**What is needed**: Nothing but the lines holding the string "required" should appear in the answer. Copy them from the entries.

Dataset entries:
_____
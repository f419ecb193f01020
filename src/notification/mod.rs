//! Volunteer application notifications.
//!
//! A dedicated service formats the application into an email and hands it to
//! an [`EmailTransport`]. The organizational recipient comes from
//! configuration and is never taken from the request.

mod email;
mod error;
mod service;
mod transport;

pub use email::*;
pub use error::*;
pub use service::*;
pub use transport::*;
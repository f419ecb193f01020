//! # Mock Framework
//!
//! Utilities for testing clients in isolation.
//!
//! Use [`create_mock_client`] to get a client and a receiver.
//! Then use helpers like [`expect_create`] or [`expect_action`] to assert behavior.

use tokio::sync::mpsc;

use crate::actor_framework::{Entity, Page, ResourceClient, ResourceRequest, Response};

/// Creates a mock client and a receiver for asserting requests.
///
/// # Testing Strategy
/// Client logic (e.g. `DonationClient`) is tested without a real `ResourceActor`.
/// The mock client sends messages to a channel we control (`receiver`); the test
/// inspects each request and answers it, simulating backend success or failure
/// deterministically.
pub fn create_mock_client<T: Entity>(
    buffer_size: usize,
) -> (ResourceClient<T>, mpsc::Receiver<ResourceRequest<T>>) {
    let (sender, receiver) = mpsc::channel(buffer_size);
    (ResourceClient::new(sender), receiver)
}

/// Helper to verify that the next message is a Create request
pub async fn expect_create<T: Entity>(
    receiver: &mut mpsc::Receiver<ResourceRequest<T>>,
) -> Option<(T::CreateParams, Response<T, T::Error>)> {
    match receiver.recv().await {
        Some(ResourceRequest::Create { params, respond_to }) => Some((params, respond_to)),
        _ => None,
    }
}

/// Helper to verify that the next message is a Get request
pub async fn expect_get<T: Entity>(
    receiver: &mut mpsc::Receiver<ResourceRequest<T>>,
) -> Option<(T::Id, Response<Option<T>, T::Error>)> {
    match receiver.recv().await {
        Some(ResourceRequest::Get { id, respond_to }) => Some((id, respond_to)),
        _ => None,
    }
}

/// Helper to verify that the next message is a Delete request
pub async fn expect_delete<T: Entity>(
    receiver: &mut mpsc::Receiver<ResourceRequest<T>>,
) -> Option<(T::Id, T::DeleteGuard, Response<(), T::Error>)> {
    match receiver.recv().await {
        Some(ResourceRequest::Delete { id, guard, respond_to }) => Some((id, guard, respond_to)),
        _ => None,
    }
}

/// Helper to verify that the next message is a List request
pub async fn expect_list<T: Entity>(
    receiver: &mut mpsc::Receiver<ResourceRequest<T>>,
) -> Option<(T::Filter, Option<Page>, Response<Vec<T>, T::Error>)> {
    match receiver.recv().await {
        Some(ResourceRequest::List { filter, page, respond_to }) => Some((filter, page, respond_to)),
        _ => None,
    }
}

/// Helper to verify that the next message is an Action request
pub async fn expect_action<T: Entity>(
    receiver: &mut mpsc::Receiver<ResourceRequest<T>>,
) -> Option<(T::Id, T::Action, Response<T::ActionResult, T::Error>)> {
    match receiver.recv().await {
        Some(ResourceRequest::Action { id, action, respond_to }) => Some((id, action, respond_to)),
        _ => None,
    }
}

#[cfg(test)]
mod tests {
    use super::*;
    use crate::domain::{Role, UserCreate};
    use crate::domain::User;
    use uuid::Uuid;

    #[tokio::test]
    async fn test_mock_client() {
        let (client, mut receiver) = create_mock_client::<User>(10);
        let id = Uuid::new_v4();

        // Test Create
        let create_task = tokio::spawn(async move {
            let user = UserCreate::for_auth_user(id, "test@example.com");
            client.create(user).await
        });

        let (payload, responder) = expect_create(&mut receiver).await.expect("Expected Create request");
        assert_eq!(payload.name, "test");
        assert_eq!(payload.role, Role::Donor);
        let user = User {
            id,
            name: payload.name,
            email: payload.email,
            role: payload.role,
            theme: Default::default(),
            created_at: chrono::Utc::now(),
            updated_at: chrono::Utc::now(),
        };
        responder.send(Ok(user.clone())).unwrap();

        let result = create_task.await.unwrap();
        assert_eq!(result, Ok(user));
    }

    #[tokio::test]
    async fn unexpected_request_yields_none() {
        let (client, mut receiver) = create_mock_client::<User>(10);
        tokio::spawn(async move { client.list(None, None).await });
        assert!(expect_get(&mut receiver).await.is_none());
    }
}
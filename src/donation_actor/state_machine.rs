//! Donation lifecycle transitions and who may trigger them.
//!
//! ```text
//! cadastrada ─► disponivel ─► reservada ─► entregue
//!                    ▲             │
//!                    └─────────────┘
//! any non-terminal state ─► cancelada
//! ```

use chrono::{DateTime, Utc};
use uuid::Uuid;

use super::error::DonationError;
use crate::domain::{ActingUser, Donation, DonationStatus};
use crate::permissions::{has_permission, Permission};

use DonationStatus::*;

const TRANSITIONS: &[(DonationStatus, DonationStatus)] = &[
    (Registered, Available),
    (Available, Reserved),
    (Reserved, Available),
    (Reserved, Delivered),
    (Registered, Cancelled),
    (Available, Cancelled),
    (Reserved, Cancelled),
];

pub fn is_allowed(from: DonationStatus, to: DonationStatus) -> bool {
    TRANSITIONS.contains(&(from, to))
}

pub fn check_transition(from: DonationStatus, to: DonationStatus) -> Result<(), DonationError> {
    if is_allowed(from, to) {
        Ok(())
    } else {
        Err(DonationError::InvalidTransition { from, to })
    }
}

pub fn allowed_targets(from: DonationStatus) -> Vec<DonationStatus> {
    TRANSITIONS
        .iter()
        .filter(|(source, _)| *source == from)
        .map(|(_, target)| *target)
        .collect()
}

/// Moves `donation` to `to`, applying the side effects of that edge.
///
/// On error the donation is untouched.
pub fn apply_transition(
    donation: &mut Donation,
    to: DonationStatus,
    actor_id: Uuid,
    at: DateTime<Utc>,
) -> Result<(), DonationError> {
    let from = donation.status;
    check_transition(from, to)?;

    match (from, to) {
        (Registered, Available) => {
            donation.available_date = at;
        }
        (Reserved, Available) => {
            donation.beneficiary_id = None;
            donation.reserved_date = None;
        }
        (_, Reserved) => {
            donation.beneficiary_id = Some(actor_id);
            donation.reserved_date = Some(at);
        }
        (_, Delivered) => {
            donation.delivered_date = Some(at);
            donation.reserved_date = None;
        }
        (_, Cancelled) => {
            donation.beneficiary_id = None;
            donation.reserved_date = None;
        }
        _ => {}
    }

    donation.status = to;
    donation.updated_at = at;
    Ok(())
}

/// Checks that `actor` may move `donation` to `to`.
///
/// - reserving only needs an authenticated user;
/// - the donor may always cancel their own donation;
/// - the reserving beneficiary may confirm delivery or give the reservation back;
/// - approval needs `approve_donations`;
/// - everything else needs `update_donation_status`.
pub fn authorize_transition(
    actor: &ActingUser,
    donation: &Donation,
    to: DonationStatus,
) -> Result<(), DonationError> {
    let is_beneficiary = donation.beneficiary_id == Some(actor.id);
    let required = match (donation.status, to) {
        (_, Reserved) => return Ok(()),
        (_, Cancelled) if donation.donor_id == actor.id => return Ok(()),
        (Reserved, Delivered) | (Reserved, Available) if is_beneficiary => return Ok(()),
        (Registered, Available) => Permission::ApproveDonations,
        _ => Permission::UpdateDonationStatus,
    };
    require(actor, required)
}

pub(crate) fn require(actor: &ActingUser, permission: Permission) -> Result<(), DonationError> {
    if has_permission(actor.role, permission) {
        Ok(())
    } else {
        Err(DonationError::Forbidden(format!("role {} lacks {}", actor.role, permission)))
    }
}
_____
**Solved exercise**:
    let required = match (donation.status, to) {
    require(actor, required)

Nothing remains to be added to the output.